- **Exercise data**
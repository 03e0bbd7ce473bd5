//! Time budgets for incremental work, and statistics about how they were spent.

use core::fmt;
use core::ops;

use crate::util::ConciseDebug;
use manyfmt::Refmt as _;

#[doc(no_inline)]
pub use bevy_platform::time::Instant;
#[doc(no_inline)]
pub use core::time::Duration;

/// When a unit of incremental work should stop and return to its caller.
///
/// Work loops always complete at least one step before consulting the deadline, so
/// calling them repeatedly with any deadline, even [`Deadline::Asap`], eventually
/// finishes all the work.
///
/// Deadlines are ordered from soonest to latest, with [`Deadline::Asap`] before every
/// [`Deadline::At`] and [`Deadline::Whenever`] after every one.
#[derive(Clone, Copy, Debug, Eq, Ord, PartialEq, PartialOrd)]
#[non_exhaustive]
pub enum Deadline {
    /// Do one step and stop.
    Asap,
    /// Keep stepping until this time has been reached.
    At(Instant),
    /// Do all the work there is. Results do not depend on how fast the machine is.
    Whenever,
}

impl Deadline {
    /// A deadline `budget` from now.
    #[inline]
    pub fn after(budget: Duration) -> Self {
        Self::At(Instant::now() + budget)
    }

    /// Returns whether, at time `now`, work should stop.
    #[inline]
    pub fn is_past(&self, now: Instant) -> bool {
        match *self {
            Self::Asap => true,
            Self::At(limit) => now >= limit,
            Self::Whenever => false,
        }
    }
}

/// Count, total, and extremes of a set of measured durations.
///
/// [`TimeStats::default()`] contains no measurements. Statistics may be combined with `+=`,
/// and are displayed in a compact single-line form.
#[derive(Clone, Copy, Debug, Default, Eq, PartialEq)]
#[non_exhaustive]
#[expect(clippy::module_name_repetitions)]
pub struct TimeStats {
    /// How many durations were measured.
    pub count: usize,
    /// Total of all the measured durations.
    pub sum: Duration,
    /// Shortest measured duration; [`None`] exactly when `count` is zero.
    pub min: Option<Duration>,
    /// Longest measured duration; zero when `count` is zero.
    pub max: Duration,
}

impl TimeStats {
    /// Statistics of a single measurement.
    #[inline]
    pub const fn one(duration: Duration) -> Self {
        Self {
            count: 1,
            sum: duration,
            min: Some(duration),
            max: duration,
        }
    }

    /// Measures the time from `*since` to `now`, and moves `*since` to `now` so that the
    /// next call measures the following interval.
    #[inline]
    pub fn record_consecutive_interval(&mut self, since: &mut Instant, now: Instant) -> Duration {
        let elapsed = now.saturating_duration_since(*since);
        *since = now;
        *self += Self::one(elapsed);
        elapsed
    }
}

impl ops::AddAssign for TimeStats {
    #[inline]
    fn add_assign(&mut self, rhs: Self) {
        self.count += rhs.count;
        self.sum += rhs.sum;
        self.min = match (self.min, rhs.min) {
            (Some(a), Some(b)) => Some(a.min(b)),
            (a, b) => a.or(b),
        };
        self.max = self.max.max(rhs.max);
    }
}

impl fmt::Display for TimeStats {
    #[allow(clippy::missing_inline_in_public_items)]
    fn fmt(&self, f: &mut fmt::Formatter<'_>) -> fmt::Result {
        match self.min {
            Some(min) => write!(f, "({}", min.refmt(&ConciseDebug))?,
            None => write!(f, "(--------")?,
        }
        write!(
            f,
            " .. {max}) for {count:3}, total {sum}",
            max = self.max.refmt(&ConciseDebug),
            count = self.count,
            sum = self.sum.refmt(&ConciseDebug),
        )
    }
}
//! Suns: parsing the worldspawn's sun keys, and expanding a [`SunSource`] into
//! jittered directional light samples.

use core::f64::consts::TAU;

use crate::light::entity::Targets;
use crate::light::{LightEntry, LightKey, MAX_SAMPLES, SUN_COLOR_REFERENCE, SunSource, scaled_color};
use crate::math::{Aab, FreePoint, FreeVector, Rgb, spherical_direction, try_normalize};
use crate::scene::Entity;

/// Jitter seed of the worldspawn sun.
pub(crate) const WORLDSPAWN_SEED: u32 = 0x9e37_79b9;

/// Jitter seed of the `sun_index`th sun of the shader whose name digest is `shader_hash`.
pub(crate) fn shader_sun_seed(shader_hash: u64, sun_index: usize) -> u32 {
    (shader_hash as u32) ^ (sun_index as u32).wrapping_mul(WORLDSPAWN_SEED)
}

/// Van der Corput radical inverse in base 2: the bits of `bits` mirrored about the
/// binary point, giving a well-distributed sequence in `0..1`.
pub(crate) fn radical_inverse_vdc(bits: u32) -> f64 {
    f64::from(bits.reverse_bits()) / 4_294_967_296.0
}

/// Perturbs `base` by up to `deviance` radians in azimuth and elevation, spreading
/// `count` samples over a disc. Sample 0 is always `base` itself (normalized).
pub(crate) fn jitter_direction(
    base: FreeVector,
    deviance: f64,
    index: u32,
    count: u32,
    seed: u32,
) -> FreeVector {
    let base = try_normalize(base).unwrap_or(FreeVector::new(0.0, 0.0, 1.0));
    if count <= 1 || index == 0 || deviance <= 0.0 {
        return base;
    }

    let horizontal = base.x.hypot(base.y);
    let angle = base.y.atan2(base.x);
    let elevation = base.z.atan2(horizontal);

    let u = ((f64::from(index) + 0.5) / f64::from(count)).clamp(0.0, 1.0);
    let v = radical_inverse_vdc(index ^ seed);
    let r = u.sqrt() * deviance;
    let (sin_phi, cos_phi) = (TAU * v).sin_cos();

    spherical_direction(angle + cos_phi * r, elevation + sin_phi * r)
}

/// Expands `sun` into its samples. Each sample carries an equal share of the sun's
/// color, and is keyed by `key(sample_index)`.
pub(crate) fn sun_entries(
    sun: &SunSource,
    seed: u32,
    influence: Aab,
    key: impl Fn(u32) -> LightKey,
) -> impl Iterator<Item = (LightKey, LightEntry)> {
    let count = sun.samples.clamp(1, MAX_SAMPLES as u32);
    let color = scaled_color(sun.color, sun.intensity, SUN_COLOR_REFERENCE) / count as f32;
    let SunSource {
        direction,
        deviance,
        ..
    } = *sun;
    (0..count).map(move |i| {
        let direction = jitter_direction(direction, deviance.max(0.0), i, count, seed);
        (key(i), LightEntry::directional(direction, color, influence))
    })
}

const SUN_VECTOR_KEYS: [&str; 4] = ["_sun_vector", "sun_vector", "sunlight_vector", "sunlight_dir"];
const SUN_MANGLE_KEYS: [&str; 4] = [
    "_sunlight_mangle",
    "sunlight_mangle",
    "_sun_mangle",
    "sun_mangle",
];
const SUN_ANGLE_KEYS: [&str; 3] = ["_sun_angle", "sun_angle", "sunlight_angle"];
const SUN_TARGET_KEYS: [&str; 2] = ["_sun_target", "sun_target"];
const SUN_INTENSITY_KEYS: [&str; 4] = ["_sunlight", "sunlight", "_sun_light", "sun_light"];
const SUN_COLOR_KEYS: [&str; 4] = [
    "_sunlight_color",
    "sunlight_color",
    "_sun_color",
    "sun_color",
];

/// Reads the sun defined by keys of the worldspawn entity, if any.
///
/// Either the compact `_sun` key (`r g b intensity degrees elevation`) is used, or an
/// intensity key together with optional color and direction keys.
pub(crate) fn worldspawn_sun(
    worldspawn: &Entity,
    targets: &Targets,
    map_center: FreePoint,
) -> Option<SunSource> {
    for key in ["_sun", "sun"] {
        if worldspawn.value(key).is_some() {
            // Only the first present key is considered, even if it is malformed.
            let ([r, g, b, intensity, degrees, elevation], count) =
                worldspawn.leading_numbers::<6>(key);
            if count == 6 {
                return Some(SunSource::from_angles(
                    Rgb::new(r as f32, g as f32, b as f32),
                    intensity,
                    degrees,
                    elevation,
                ));
            }
            break;
        }
    }

    let intensity = SUN_INTENSITY_KEYS
        .iter()
        .find_map(|key| worldspawn.float(key).ok())?;
    let color = SUN_COLOR_KEYS
        .iter()
        .find_map(|key| worldspawn.vector(key).ok())
        .map_or(Rgb::ONE, |c| Rgb::new(c.x as f32, c.y as f32, c.z as f32));
    let direction = worldspawn_sun_direction(worldspawn, targets, map_center)
        .and_then(try_normalize)
        .unwrap_or(FreeVector::new(0.0, 0.0, 1.0));

    let mut sun = SunSource::from_angles(color, intensity, 0.0, 0.0);
    sun.direction = direction;
    Some(sun)
}

fn worldspawn_sun_direction(
    worldspawn: &Entity,
    targets: &Targets,
    map_center: FreePoint,
) -> Option<FreeVector> {
    if let Some(vector) = SUN_VECTOR_KEYS.iter().find_map(|key| worldspawn.vector(key).ok()) {
        return Some(vector);
    }
    if let Some(mangle) = SUN_MANGLE_KEYS.iter().find_map(|key| worldspawn.vector(key).ok()) {
        return Some(spherical_direction(
            mangle.x.to_radians(),
            mangle.y.to_radians(),
        ));
    }
    for key in SUN_ANGLE_KEYS {
        if let ([yaw, pitch], 2) = worldspawn.leading_numbers::<2>(key) {
            return Some(spherical_direction(yaw.to_radians(), pitch.to_radians()));
        }
    }
    let target_name = SUN_TARGET_KEYS.iter().find_map(|key| worldspawn.value(key))?;
    let target = targets.get(target_name)?;
    Some(*target - map_center)
}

- **What to do**
Quote, with nothing altered, all lines from the start of the entries to the line that carries "the deadline, so", inclusive.

- **Answer to this problem**
repository 03e0bbd7ce473bd5
//! Time budgets for incremental work, and statistics about how they were spent.

use core::fmt;
use core::ops;

use crate::util::ConciseDebug;
use manyfmt::Refmt as _;

#[doc(no_inline)]
pub use bevy_platform::time::Instant;
#[doc(no_inline)]
pub use core::time::Duration;

/// When a unit of incremental work should stop and return to its caller.
///
/// Work loops always complete at least one step before consulting the deadline, so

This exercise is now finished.